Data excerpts
----------------------------------------

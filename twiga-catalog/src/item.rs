use chrono::{DateTime, Utc};
use serde::{Deserialize, Serialize};

use crate::lodging::LodgingPricing;

/// Service categories in the catalog
#[derive(Debug, Clone, Copy, Serialize, Deserialize, PartialEq, Eq, Hash)]
pub enum Category {
    Parks,
    #[serde(rename = "Park Fees")]
    ParkFees,
    Lodging,
    Activities,
    Vehicle,
    Aviation,
    Permits,
    Extras,
    Logistics,
    #[serde(other)]
    Other,
}

impl std::fmt::Display for Category {
    fn fmt(&self, f: &mut std::fmt::Formatter<'_>) -> std::fmt::Result {
        let label = match self {
            Category::Parks => "Parks",
            Category::ParkFees => "Park Fees",
            Category::Lodging => "Lodging",
            Category::Activities => "Activities",
            Category::Vehicle => "Vehicle",
            Category::Aviation => "Aviation",
            Category::Permits => "Permits",
            Category::Extras => "Extras",
            Category::Logistics => "Logistics",
            Category::Other => "Other",
        };
        write!(f, "{}", label)
    }
}

/// Pricing formula tag. Unrecognized tags deserialize to `Unknown` and
/// price to zero instead of failing the whole quote.
#[derive(Debug, Clone, Copy, Serialize, Deserialize, PartialEq, Eq, Hash)]
#[serde(rename_all = "snake_case")]
pub enum CostType {
    FixedGroup,
    FixedPerDay,
    PerPerson,
    PerPersonPerDay,
    PerNight,
    PerNightPerPerson,
    PerGuide,
    HierarchicalLodging,
    #[serde(other)]
    Unknown,
}

/// Where an item may be used: anywhere, or only on days in one park.
#[derive(Debug, Clone, Serialize, Deserialize, PartialEq, Eq)]
#[serde(tag = "appliesTo", rename_all = "camelCase")]
pub enum ItemScope {
    Global,
    #[serde(rename_all = "camelCase")]
    Park { park_id: String },
}

impl Default for ItemScope {
    fn default() -> Self {
        ItemScope::Global
    }
}

/// A priced, reusable service offering
#[derive(Debug, Clone, Serialize, Deserialize)]
#[serde(rename_all = "camelCase")]
pub struct CatalogItem {
    pub id: String,
    pub name: String,
    pub category: Category,
    pub cost_type: CostType,
    #[serde(default)]
    pub base_price: f64,
    #[serde(default)]
    pub scope: ItemScope,
    /// Seat limit for physical conveyances. May carry junk from the wire;
    /// only the capacity validator interprets it.
    #[serde(default, skip_serializing_if = "Option::is_none")]
    pub capacity: Option<f64>,
    /// Catalog-level default multiplier, overridable per itinerary.
    #[serde(default, skip_serializing_if = "Option::is_none")]
    pub quantity: Option<f64>,
    #[serde(default = "default_active")]
    pub active: bool,
    #[serde(default, skip_serializing_if = "Option::is_none")]
    pub description: Option<String>,
    #[serde(default, skip_serializing_if = "Option::is_none")]
    pub updated_at: Option<DateTime<Utc>>,
    #[serde(default)]
    pub metadata: serde_json::Value,
}

fn default_active() -> bool {
    true
}

impl CatalogItem {
    pub fn is_hierarchical(&self) -> bool {
        self.cost_type == CostType::HierarchicalLodging
    }

    /// Parse the nested room/season/occupancy pricing table out of `metadata`.
    /// Absent or malformed tables resolve to `None`; the item then prices to
    /// zero with an explanatory breakdown line rather than failing.
    pub fn lodging_pricing(&self) -> Option<LodgingPricing> {
        match LodgingPricing::from_metadata(&self.metadata) {
            Ok(pricing) => Some(pricing),
            Err(err) => {
                if self.is_hierarchical() {
                    tracing::warn!(item_id = %self.id, %err, "lodging pricing table unusable");
                }
                None
            }
        }
    }
}

#[cfg(test)]
mod tests {
    use super::*;

    #[test]
    fn test_cost_type_wire_tags() {
        let ct: CostType = serde_json::from_str("\"per_person_per_day\"").unwrap();
        assert_eq!(ct, CostType::PerPersonPerDay);

        // Tags this build does not know about must not fail deserialization.
        let ct: CostType = serde_json::from_str("\"per_llama\"").unwrap();
        assert_eq!(ct, CostType::Unknown);
    }

    #[test]
    fn test_item_defaults() {
        let item: CatalogItem = serde_json::from_value(serde_json::json!({
            "id": "fee-001",
            "name": "Serengeti entry",
            "category": "Park Fees",
            "costType": "per_person",
        }))
        .unwrap();

        assert!(item.active);
        assert_eq!(item.scope, ItemScope::Global);
        assert_eq!(item.base_price, 0.0);
        assert!(item.capacity.is_none());
    }

    #[test]
    fn test_park_scope_round_trip() {
        let scope = ItemScope::Park {
            park_id: "serengeti".to_string(),
        };
        let json = serde_json::to_value(&scope).unwrap();
        assert_eq!(json["appliesTo"], "park");
        assert_eq!(json["parkId"], "serengeti");

        let back: ItemScope = serde_json::from_value(json).unwrap();
        assert_eq!(back, scope);
    }

    #[test]
    fn test_lodging_pricing_absent_metadata() {
        let item: CatalogItem = serde_json::from_value(serde_json::json!({
            "id": "lodge-001",
            "name": "Kopje Lodge",
            "category": "Lodging",
            "costType": "hierarchical_lodging",
        }))
        .unwrap();

        assert!(item.lodging_pricing().is_none());
    }
}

----------------------------------------

**Task requirements:** Return the entries above exactly, each one complete.

**Result of this task:**
filename twiga-catalog/src/item.rs
use chrono::{DateTime, Utc};
use serde::{Deserialize, Serialize};

use crate::lodging::LodgingPricing;

/// Service categories in the catalog
#[derive(Debug, Clone, Copy, Serialize, Deserialize, PartialEq, Eq, Hash)]
pub enum Category {
    Parks,
    #[serde(rename = "Park Fees")]
    ParkFees,
    Lodging,
    Activities,
    Vehicle,
    Aviation,
    Permits,
    Extras,
    Logistics,
    #[serde(other)]
    Other,
}

impl std::fmt::Display for Category {
    fn fmt(&self, f: &mut std::fmt::Formatter<'_>) -> std::fmt::Result {
        let label = match self {
            Category::Parks => "Parks",
            Category::ParkFees => "Park Fees",
            Category::Lodging => "Lodging",
            Category::Activities => "Activities",
            Category::Vehicle => "Vehicle",
            Category::Aviation => "Aviation",
            Category::Permits => "Permits",
            Category::Extras => "Extras",
            Category::Logistics => "Logistics",
            Category::Other => "Other",
        };
        write!(f, "{}", label)
    }
}

/// Pricing formula tag. Unrecognized tags deserialize to `Unknown` and
/// price to zero instead of failing the whole quote.
#[derive(Debug, Clone, Copy, Serialize, Deserialize, PartialEq, Eq, Hash)]
#[serde(rename_all = "snake_case")]
pub enum CostType {
    FixedGroup,
    FixedPerDay,
    PerPerson,
    PerPersonPerDay,
    PerNight,
    PerNightPerPerson,
    PerGuide,
    HierarchicalLodging,
    #[serde(other)]
    Unknown,
}

/// Where an item may be used: anywhere, or only on days in one park.
#[derive(Debug, Clone, Serialize, Deserialize, PartialEq, Eq)]
#[serde(tag = "appliesTo", rename_all = "camelCase")]
pub enum ItemScope {
    Global,
    #[serde(rename_all = "camelCase")]
    Park { park_id: String },
}

impl Default for ItemScope {
    fn default() -> Self {
        ItemScope::Global
    }
}

/// A priced, reusable service offering
#[derive(Debug, Clone, Serialize, Deserialize)]
#[serde(rename_all = "camelCase")]
pub struct CatalogItem {
    pub id: String,
    pub name: String,
    pub category: Category,
    pub cost_type: CostType,
    #[serde(default)]
    pub base_price: f64,
    #[serde(default)]
    pub scope: ItemScope,
    /// Seat limit for physical conveyances. May carry junk from the wire;
    /// only the capacity validator interprets it.
    #[serde(default, skip_serializing_if = "Option::is_none")]
    pub capacity: Option<f64>,
    /// Catalog-level default multiplier, overridable per itinerary.
    #[serde(default, skip_serializing_if = "Option::is_none")]
    pub quantity: Option<f64>,
    #[serde(default = "default_active")]
    pub active: bool,
    #[serde(default, skip_serializing_if = "Option::is_none")]
    pub description: Option<String>,
    #[serde(default, skip_serializing_if = "Option::is_none")]
    pub updated_at: Option<DateTime<Utc>>,
    #[serde(default)]
    pub metadata: serde_json::Value,
}

fn default_active() -> bool {
    true
}

impl CatalogItem {
    pub fn is_hierarchical(&self) -> bool {
        self.cost_type == CostType::HierarchicalLodging
    }

    /// Parse the nested room/season/occupancy pricing table out of `metadata`.
    /// Absent or malformed tables resolve to `None`; the item then prices to
    /// zero with an explanatory breakdown line rather than failing.
    pub fn lodging_pricing(&self) -> Option<LodgingPricing> {
        match LodgingPricing::from_metadata(&self.metadata) {
            Ok(pricing) => Some(pricing),
            Err(err) => {
                if self.is_hierarchical() {
                    tracing::warn!(item_id = %self.id, %err, "lodging pricing table unusable");
                }
                None
            }
        }
    }
}

#[cfg(test)]
mod tests {
    use super::*;

    #[test]
    fn test_cost_type_wire_tags() {
        let ct: CostType = serde_json::from_str("\"per_person_per_day\"").unwrap();
        assert_eq!(ct, CostType::PerPersonPerDay);

        // Tags this build does not know about must not fail deserialization.
        let ct: CostType = serde_json::from_str("\"per_llama\"").unwrap();
        assert_eq!(ct, CostType::Unknown);
    }

    #[test]
    fn test_item_defaults() {
        let item: CatalogItem = serde_json::from_value(serde_json::json!({
            "id": "fee-001",
            "name": "Serengeti entry",
            "category": "Park Fees",
            "costType": "per_person",
        }))
        .unwrap();

        assert!(item.active);
        assert_eq!(item.scope, ItemScope::Global);
        assert_eq!(item.base_price, 0.0);
        assert!(item.capacity.is_none());
    }

    #[test]
    fn test_park_scope_round_trip() {
        let scope = ItemScope::Park {
            park_id: "serengeti".to_string(),
        };
        let json = serde_json::to_value(&scope).unwrap();
        assert_eq!(json["appliesTo"], "park");
        assert_eq!(json["parkId"], "serengeti");

        let back: ItemScope = serde_json::from_value(json).unwrap();
        assert_eq!(back, scope);
    }

    #[test]
    fn test_lodging_pricing_absent_metadata() {
        let item: CatalogItem = serde_json::from_value(serde_json::json!({
            "id": "lodge-001",
            "name": "Kopje Lodge",
            "category": "Lodging",
            "costType": "hierarchical_lodging",
        }))
        .unwrap();

        assert!(item.lodging_pricing().is_none());
    }
}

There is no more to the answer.